_WHAT TO PRODUCE_
Extract all of the entries and give them again, word for word.

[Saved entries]
::::::

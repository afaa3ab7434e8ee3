//! # Staging Overlays
//!
//! Buffer writes in front of a read-only view of a real collaborator. Genesis
//! builds against these overlays and commits only after every step has
//! succeeded, so a failed build never leaves partial state behind.

use crate::domain::{LedgerError, RestrictingPlan, StateError, StoreError};
use crate::ports::{AccountState, Checkpoint, RestrictingLedger, SnapshotStore};
use shared_types::{Address, U256};
use std::collections::HashMap;

/// Snapshot writes buffered in call order.
pub struct StagedSnapshot<'a> {
    base: &'a dyn SnapshotStore,
    overlay: HashMap<Vec<u8>, Vec<u8>>,
    writes: Vec<(Vec<u8>, Vec<u8>)>,
}

impl<'a> StagedSnapshot<'a> {
    pub fn new(base: &'a dyn SnapshotStore) -> Self {
        Self {
            base,
            overlay: HashMap::new(),
            writes: Vec::new(),
        }
    }

    pub fn pending(&self) -> usize {
        self.writes.len()
    }

    /// Buffered writes in the order they were made.
    pub fn into_writes(self) -> Vec<(Vec<u8>, Vec<u8>)> {
        self.writes
    }
}

impl SnapshotStore for StagedSnapshot<'_> {
    fn put_base(&mut self, key: &[u8], value: &[u8]) -> Result<(), StoreError> {
        self.overlay.insert(key.to_vec(), value.to_vec());
        self.writes.push((key.to_vec(), value.to_vec()));
        Ok(())
    }

    fn get_base(&self, key: &[u8]) -> Result<Option<Vec<u8>>, StoreError> {
        match self.overlay.get(key) {
            Some(value) => Ok(Some(value.clone())),
            None => self.base.get_base(key),
        }
    }

    fn put_base_batch(&mut self, writes: &[(Vec<u8>, Vec<u8>)]) -> Result<(), StoreError> {
        for (key, value) in writes {
            self.put_base(key, value)?;
        }
        Ok(())
    }
}

/// A buffered account-state mutation.
#[derive(Clone, Debug, PartialEq, Eq)]
pub enum AccountOp {
    SetState {
        address: Address,
        key: Vec<u8>,
        value: Vec<u8>,
    },
    AddBalance {
        address: Address,
        amount: U256,
    },
}

/// Account-state mutations buffered in call order.
pub struct StagedAccountState<'a> {
    base: &'a dyn AccountState,
    storage: HashMap<(Address, Vec<u8>), Vec<u8>>,
    credits: HashMap<Address, U256>,
    ops: Vec<AccountOp>,
    checkpoints: Vec<StagedMark>,
}

type StagedMark = (HashMap<(Address, Vec<u8>), Vec<u8>>, HashMap<Address, U256>, usize);

impl<'a> StagedAccountState<'a> {
    pub fn new(base: &'a dyn AccountState) -> Self {
        Self {
            base,
            storage: HashMap::new(),
            credits: HashMap::new(),
            ops: Vec::new(),
            checkpoints: Vec::new(),
        }
    }

    pub fn into_ops(self) -> Vec<AccountOp> {
        self.ops
    }
}

impl Checkpoint for StagedAccountState<'_> {
    fn checkpoint(&mut self) -> usize {
        self.checkpoints
            .push((self.storage.clone(), self.credits.clone(), self.ops.len()));
        self.checkpoints.len() - 1
    }

    fn revert_to_checkpoint(&mut self, id: usize) {
        self.checkpoints.truncate(id + 1);
        if let Some((storage, credits, ops)) = self.checkpoints.pop() {
            self.storage = storage;
            self.credits = credits;
            self.ops.truncate(ops);
        }
    }
}

impl AccountState for StagedAccountState<'_> {
    fn set_state(
        &mut self,
        address: Address,
        key: &[u8],
        value: Vec<u8>,
    ) -> Result<(), StateError> {
        self.storage.insert((address, key.to_vec()), value.clone());
        self.ops.push(AccountOp::SetState {
            address,
            key: key.to_vec(),
            value,
        });
        Ok(())
    }

    fn get_state(&self, address: Address, key: &[u8]) -> Result<Option<Vec<u8>>, StateError> {
        match self.storage.get(&(address, key.to_vec())) {
            Some(value) => Ok(Some(value.clone())),
            None => self.base.get_state(address, key),
        }
    }

    fn add_balance(&mut self, address: Address, amount: U256) -> Result<(), StateError> {
        let pending = self.credits.get(&address).copied().unwrap_or_default();
        let credited = pending
            .checked_add(amount)
            .ok_or(StateError::BalanceOverflow)?;
        // Surface overflow now rather than at commit.
        self.base
            .balance(address)?
            .checked_add(credited)
            .ok_or(StateError::BalanceOverflow)?;
        self.credits.insert(address, credited);
        self.ops.push(AccountOp::AddBalance { address, amount });
        Ok(())
    }

    fn balance(&self, address: Address) -> Result<U256, StateError> {
        let pending = self.credits.get(&address).copied().unwrap_or_default();
        self.base
            .balance(address)?
            .checked_add(pending)
            .ok_or(StateError::BalanceOverflow)
    }
}

/// Restricting records buffered in call order. Plans are validated on entry.
#[derive(Debug, Default)]
pub struct StagedLedger {
    records: Vec<(Address, Vec<RestrictingPlan>)>,
    checkpoints: Vec<usize>,
}

impl StagedLedger {
    pub fn new() -> Self {
        Self::default()
    }

    pub fn into_records(self) -> Vec<(Address, Vec<RestrictingPlan>)> {
        self.records
    }
}

impl Checkpoint for StagedLedger {
    fn checkpoint(&mut self) -> usize {
        self.checkpoints.push(self.records.len());
        self.checkpoints.len() - 1
    }

    fn revert_to_checkpoint(&mut self, id: usize) {
        self.checkpoints.truncate(id + 1);
        if let Some(len) = self.checkpoints.pop() {
            self.records.truncate(len);
        }
    }
}

impl RestrictingLedger for StagedLedger {
    fn create_restricting_record(
        &mut self,
        account: Address,
        plans: &[RestrictingPlan],
    ) -> Result<(), LedgerError> {
        RestrictingPlan::validate_all(plans)?;
        self.records.push((account, plans.to_vec()));
        Ok(())
    }
}

/// Replay buffered account ops onto `target`.
pub fn apply_account_ops(
    target: &mut dyn AccountState,
    ops: Vec<AccountOp>,
) -> Result<(), StateError> {
    for op in ops {
        match op {
            AccountOp::SetState {
                address,
                key,
                value,
            } => target.set_state(address, &key, value)?,
            AccountOp::AddBalance { address, amount } => target.add_balance(address, amount)?,
        }
    }
    Ok(())
}

/// Replay buffered restricting records onto `target`.
pub fn apply_ledger_records(
    target: &mut dyn RestrictingLedger,
    records: Vec<(Address, Vec<RestrictingPlan>)>,
) -> Result<(), LedgerError> {
    for (account, plans) in records {
        target.create_restricting_record(account, &plans)?;
    }
    Ok(())
}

::::::

_PROBLEM SOLUTION_
repository afaa3ab7434e8ee3
//! # Staging Overlays
//!
//! Buffer writes in front of a read-only view of a real collaborator. Genesis
//! builds against these overlays and commits only after every step has
//! succeeded, so a failed build never leaves partial state behind.

use crate::domain::{LedgerError, RestrictingPlan, StateError, StoreError};
use crate::ports::{AccountState, Checkpoint, RestrictingLedger, SnapshotStore};
use shared_types::{Address, U256};
use std::collections::HashMap;

/// Snapshot writes buffered in call order.
pub struct StagedSnapshot<'a> {
    base: &'a dyn SnapshotStore,
    overlay: HashMap<Vec<u8>, Vec<u8>>,
    writes: Vec<(Vec<u8>, Vec<u8>)>,
}

impl<'a> StagedSnapshot<'a> {
    pub fn new(base: &'a dyn SnapshotStore) -> Self {
        Self {
            base,
            overlay: HashMap::new(),
            writes: Vec::new(),
        }
    }

    pub fn pending(&self) -> usize {
        self.writes.len()
    }

    /// Buffered writes in the order they were made.
    pub fn into_writes(self) -> Vec<(Vec<u8>, Vec<u8>)> {
        self.writes
    }
}

impl SnapshotStore for StagedSnapshot<'_> {
    fn put_base(&mut self, key: &[u8], value: &[u8]) -> Result<(), StoreError> {
        self.overlay.insert(key.to_vec(), value.to_vec());
        self.writes.push((key.to_vec(), value.to_vec()));
        Ok(())
    }

    fn get_base(&self, key: &[u8]) -> Result<Option<Vec<u8>>, StoreError> {
        match self.overlay.get(key) {
            Some(value) => Ok(Some(value.clone())),
            None => self.base.get_base(key),
        }
    }

    fn put_base_batch(&mut self, writes: &[(Vec<u8>, Vec<u8>)]) -> Result<(), StoreError> {
        for (key, value) in writes {
            self.put_base(key, value)?;
        }
        Ok(())
    }
}

/// A buffered account-state mutation.
#[derive(Clone, Debug, PartialEq, Eq)]
pub enum AccountOp {
    SetState {
        address: Address,
        key: Vec<u8>,
        value: Vec<u8>,
    },
    AddBalance {
        address: Address,
        amount: U256,
    },
}

/// Account-state mutations buffered in call order.
pub struct StagedAccountState<'a> {
    base: &'a dyn AccountState,
    storage: HashMap<(Address, Vec<u8>), Vec<u8>>,
    credits: HashMap<Address, U256>,
    ops: Vec<AccountOp>,
    checkpoints: Vec<StagedMark>,
}

type StagedMark = (HashMap<(Address, Vec<u8>), Vec<u8>>, HashMap<Address, U256>, usize);

impl<'a> StagedAccountState<'a> {
    pub fn new(base: &'a dyn AccountState) -> Self {
        Self {
            base,
            storage: HashMap::new(),
            credits: HashMap::new(),
            ops: Vec::new(),
            checkpoints: Vec::new(),
        }
    }

    pub fn into_ops(self) -> Vec<AccountOp> {
        self.ops
    }
}

impl Checkpoint for StagedAccountState<'_> {
    fn checkpoint(&mut self) -> usize {
        self.checkpoints
            .push((self.storage.clone(), self.credits.clone(), self.ops.len()));
        self.checkpoints.len() - 1
    }

    fn revert_to_checkpoint(&mut self, id: usize) {
        self.checkpoints.truncate(id + 1);
        if let Some((storage, credits, ops)) = self.checkpoints.pop() {
            self.storage = storage;
            self.credits = credits;
            self.ops.truncate(ops);
        }
    }
}

impl AccountState for StagedAccountState<'_> {
    fn set_state(
        &mut self,
        address: Address,
        key: &[u8],
        value: Vec<u8>,
    ) -> Result<(), StateError> {
        self.storage.insert((address, key.to_vec()), value.clone());
        self.ops.push(AccountOp::SetState {
            address,
            key: key.to_vec(),
            value,
        });
        Ok(())
    }

    fn get_state(&self, address: Address, key: &[u8]) -> Result<Option<Vec<u8>>, StateError> {
        match self.storage.get(&(address, key.to_vec())) {
            Some(value) => Ok(Some(value.clone())),
            None => self.base.get_state(address, key),
        }
    }

    fn add_balance(&mut self, address: Address, amount: U256) -> Result<(), StateError> {
        let pending = self.credits.get(&address).copied().unwrap_or_default();
        let credited = pending
            .checked_add(amount)
            .ok_or(StateError::BalanceOverflow)?;
        // Surface overflow now rather than at commit.
        self.base
            .balance(address)?
            .checked_add(credited)
            .ok_or(StateError::BalanceOverflow)?;
        self.credits.insert(address, credited);
        self.ops.push(AccountOp::AddBalance { address, amount });
        Ok(())
    }

    fn balance(&self, address: Address) -> Result<U256, StateError> {
        let pending = self.credits.get(&address).copied().unwrap_or_default();
        self.base
            .balance(address)?
            .checked_add(pending)
            .ok_or(StateError::BalanceOverflow)
    }
}

/// Restricting records buffered in call order. Plans are validated on entry.
#[derive(Debug, Default)]
pub struct StagedLedger {
    records: Vec<(Address, Vec<RestrictingPlan>)>,
    checkpoints: Vec<usize>,
}

impl StagedLedger {
    pub fn new() -> Self {
        Self::default()
    }

    pub fn into_records(self) -> Vec<(Address, Vec<RestrictingPlan>)> {
        self.records
    }
}

impl Checkpoint for StagedLedger {
    fn checkpoint(&mut self) -> usize {
        self.checkpoints.push(self.records.len());
        self.checkpoints.len() - 1
    }

    fn revert_to_checkpoint(&mut self, id: usize) {
        self.checkpoints.truncate(id + 1);
        if let Some(len) = self.checkpoints.pop() {
            self.records.truncate(len);
        }
    }
}

impl RestrictingLedger for StagedLedger {
    fn create_restricting_record(
        &mut self,
        account: Address,
        plans: &[RestrictingPlan],
    ) -> Result<(), LedgerError> {
        RestrictingPlan::validate_all(plans)?;
        self.records.push((account, plans.to_vec()));
        Ok(())
    }
}

/// Replay buffered account ops onto `target`.
pub fn apply_account_ops(
    target: &mut dyn AccountState,
    ops: Vec<AccountOp>,
) -> Result<(), StateError> {
    for op in ops {
        match op {
            AccountOp::SetState {
                address,
                key,
                value,
            } => target.set_state(address, &key, value)?,
            AccountOp::AddBalance { address, amount } => target.add_balance(address, amount)?,
        }
    }
    Ok(())
}

/// Replay buffered restricting records onto `target`.
pub fn apply_ledger_records(
    target: &mut dyn RestrictingLedger,
    records: Vec<(Address, Vec<RestrictingPlan>)>,
) -> Result<(), LedgerError> {
    for (account, plans) in records {
        target.create_restricting_record(account, &plans)?;
    }
    Ok(())
}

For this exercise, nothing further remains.